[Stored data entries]
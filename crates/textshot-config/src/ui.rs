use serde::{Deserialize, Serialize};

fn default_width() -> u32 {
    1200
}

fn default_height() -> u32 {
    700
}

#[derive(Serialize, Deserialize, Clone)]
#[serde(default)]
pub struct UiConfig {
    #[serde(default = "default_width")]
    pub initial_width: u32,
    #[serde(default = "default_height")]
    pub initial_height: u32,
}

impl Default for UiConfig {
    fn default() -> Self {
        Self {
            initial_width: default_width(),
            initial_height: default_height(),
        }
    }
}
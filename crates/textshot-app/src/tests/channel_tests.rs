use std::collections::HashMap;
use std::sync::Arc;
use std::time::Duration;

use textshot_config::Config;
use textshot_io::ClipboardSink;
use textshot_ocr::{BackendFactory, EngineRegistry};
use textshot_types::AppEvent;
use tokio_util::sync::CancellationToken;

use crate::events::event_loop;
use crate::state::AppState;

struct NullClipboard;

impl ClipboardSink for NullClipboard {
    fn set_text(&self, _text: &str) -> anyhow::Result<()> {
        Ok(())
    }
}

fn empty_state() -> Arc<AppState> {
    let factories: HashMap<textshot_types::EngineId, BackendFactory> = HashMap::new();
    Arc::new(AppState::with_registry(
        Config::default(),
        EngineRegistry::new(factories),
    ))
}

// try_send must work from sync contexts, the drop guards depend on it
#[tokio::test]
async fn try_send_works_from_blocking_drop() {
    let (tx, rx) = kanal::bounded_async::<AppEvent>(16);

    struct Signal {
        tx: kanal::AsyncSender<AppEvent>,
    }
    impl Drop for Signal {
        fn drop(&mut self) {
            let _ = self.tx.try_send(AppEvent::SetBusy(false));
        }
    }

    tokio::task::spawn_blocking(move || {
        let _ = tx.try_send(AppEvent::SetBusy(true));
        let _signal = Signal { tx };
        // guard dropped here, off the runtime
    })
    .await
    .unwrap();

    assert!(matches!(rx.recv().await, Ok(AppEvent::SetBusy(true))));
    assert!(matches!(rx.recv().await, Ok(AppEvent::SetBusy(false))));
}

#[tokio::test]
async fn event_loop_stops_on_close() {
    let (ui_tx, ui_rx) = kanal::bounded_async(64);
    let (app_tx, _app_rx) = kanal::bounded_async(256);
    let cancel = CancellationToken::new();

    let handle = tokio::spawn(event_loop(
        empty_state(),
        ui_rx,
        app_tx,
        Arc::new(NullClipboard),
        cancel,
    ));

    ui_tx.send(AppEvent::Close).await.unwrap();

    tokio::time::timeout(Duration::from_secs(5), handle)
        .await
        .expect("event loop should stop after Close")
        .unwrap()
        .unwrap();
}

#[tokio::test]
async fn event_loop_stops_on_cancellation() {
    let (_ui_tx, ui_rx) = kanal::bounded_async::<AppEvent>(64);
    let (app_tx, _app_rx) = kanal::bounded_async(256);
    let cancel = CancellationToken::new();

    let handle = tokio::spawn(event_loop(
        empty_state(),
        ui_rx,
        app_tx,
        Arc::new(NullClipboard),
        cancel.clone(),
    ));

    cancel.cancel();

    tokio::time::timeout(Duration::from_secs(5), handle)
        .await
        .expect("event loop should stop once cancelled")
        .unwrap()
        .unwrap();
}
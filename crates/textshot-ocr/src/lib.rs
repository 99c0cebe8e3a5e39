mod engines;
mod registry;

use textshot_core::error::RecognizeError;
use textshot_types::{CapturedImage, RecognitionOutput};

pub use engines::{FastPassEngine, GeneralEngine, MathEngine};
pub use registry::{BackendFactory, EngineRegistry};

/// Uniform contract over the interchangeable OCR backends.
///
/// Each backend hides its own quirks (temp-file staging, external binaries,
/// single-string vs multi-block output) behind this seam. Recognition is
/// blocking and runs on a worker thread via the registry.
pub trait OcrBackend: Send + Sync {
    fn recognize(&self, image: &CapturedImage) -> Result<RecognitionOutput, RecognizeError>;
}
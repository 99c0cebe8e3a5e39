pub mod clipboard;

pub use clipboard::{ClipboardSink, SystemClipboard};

__YOUR GOAL__: In your response, give all the records again with nothing altered.

__ANSWER TO THIS PROBLEM__:
filename crates/textshot-config/src/ui.rs
use serde::{Deserialize, Serialize};

fn default_width() -> u32 {
    1200
}

fn default_height() -> u32 {
    700
}

#[derive(Serialize, Deserialize, Clone)]
#[serde(default)]
pub struct UiConfig {
    #[serde(default = "default_width")]
    pub initial_width: u32,
    #[serde(default = "default_height")]
    pub initial_height: u32,
}

impl Default for UiConfig {
    fn default() -> Self {
        Self {
            initial_width: default_width(),
            initial_height: default_height(),
        }
    }
}
filename crates/textshot-app/src/tests/channel_tests.rs
use std::collections::HashMap;
use std::sync::Arc;
use std::time::Duration;

use textshot_config::Config;
use textshot_io::ClipboardSink;
use textshot_ocr::{BackendFactory, EngineRegistry};
use textshot_types::AppEvent;
use tokio_util::sync::CancellationToken;

use crate::events::event_loop;
use crate::state::AppState;

struct NullClipboard;

impl ClipboardSink for NullClipboard {
    fn set_text(&self, _text: &str) -> anyhow::Result<()> {
        Ok(())
    }
}

fn empty_state() -> Arc<AppState> {
    let factories: HashMap<textshot_types::EngineId, BackendFactory> = HashMap::new();
    Arc::new(AppState::with_registry(
        Config::default(),
        EngineRegistry::new(factories),
    ))
}

// try_send must work from sync contexts, the drop guards depend on it
#[tokio::test]
async fn try_send_works_from_blocking_drop() {
    let (tx, rx) = kanal::bounded_async::<AppEvent>(16);

    struct Signal {
        tx: kanal::AsyncSender<AppEvent>,
    }
    impl Drop for Signal {
        fn drop(&mut self) {
            let _ = self.tx.try_send(AppEvent::SetBusy(false));
        }
    }

    tokio::task::spawn_blocking(move || {
        let _ = tx.try_send(AppEvent::SetBusy(true));
        let _signal = Signal { tx };
        // guard dropped here, off the runtime
    })
    .await
    .unwrap();

    assert!(matches!(rx.recv().await, Ok(AppEvent::SetBusy(true))));
    assert!(matches!(rx.recv().await, Ok(AppEvent::SetBusy(false))));
}

#[tokio::test]
async fn event_loop_stops_on_close() {
    let (ui_tx, ui_rx) = kanal::bounded_async(64);
    let (app_tx, _app_rx) = kanal::bounded_async(256);
    let cancel = CancellationToken::new();

    let handle = tokio::spawn(event_loop(
        empty_state(),
        ui_rx,
        app_tx,
        Arc::new(NullClipboard),
        cancel,
    ));

    ui_tx.send(AppEvent::Close).await.unwrap();

    tokio::time::timeout(Duration::from_secs(5), handle)
        .await
        .expect("event loop should stop after Close")
        .unwrap()
        .unwrap();
}

#[tokio::test]
async fn event_loop_stops_on_cancellation() {
    let (_ui_tx, ui_rx) = kanal::bounded_async::<AppEvent>(64);
    let (app_tx, _app_rx) = kanal::bounded_async(256);
    let cancel = CancellationToken::new();

    let handle = tokio::spawn(event_loop(
        empty_state(),
        ui_rx,
        app_tx,
        Arc::new(NullClipboard),
        cancel.clone(),
    ));

    cancel.cancel();

    tokio::time::timeout(Duration::from_secs(5), handle)
        .await
        .expect("event loop should stop once cancelled")
        .unwrap()
        .unwrap();
}
filename crates/textshot-ocr/src/lib.rs
repository 99c0cebe8e3a5e39
mod engines;
mod registry;

use textshot_core::error::RecognizeError;
use textshot_types::{CapturedImage, RecognitionOutput};

pub use engines::{FastPassEngine, GeneralEngine, MathEngine};
pub use registry::{BackendFactory, EngineRegistry};

/// Uniform contract over the interchangeable OCR backends.
///
/// Each backend hides its own quirks (temp-file staging, external binaries,
/// single-string vs multi-block output) behind this seam. Recognition is
/// blocking and runs on a worker thread via the registry.
pub trait OcrBackend: Send + Sync {
    fn recognize(&self, image: &CapturedImage) -> Result<RecognitionOutput, RecognizeError>;
}
repository 99c0cebe8e3a5e39
pub mod clipboard;

pub use clipboard::{ClipboardSink, SystemClipboard};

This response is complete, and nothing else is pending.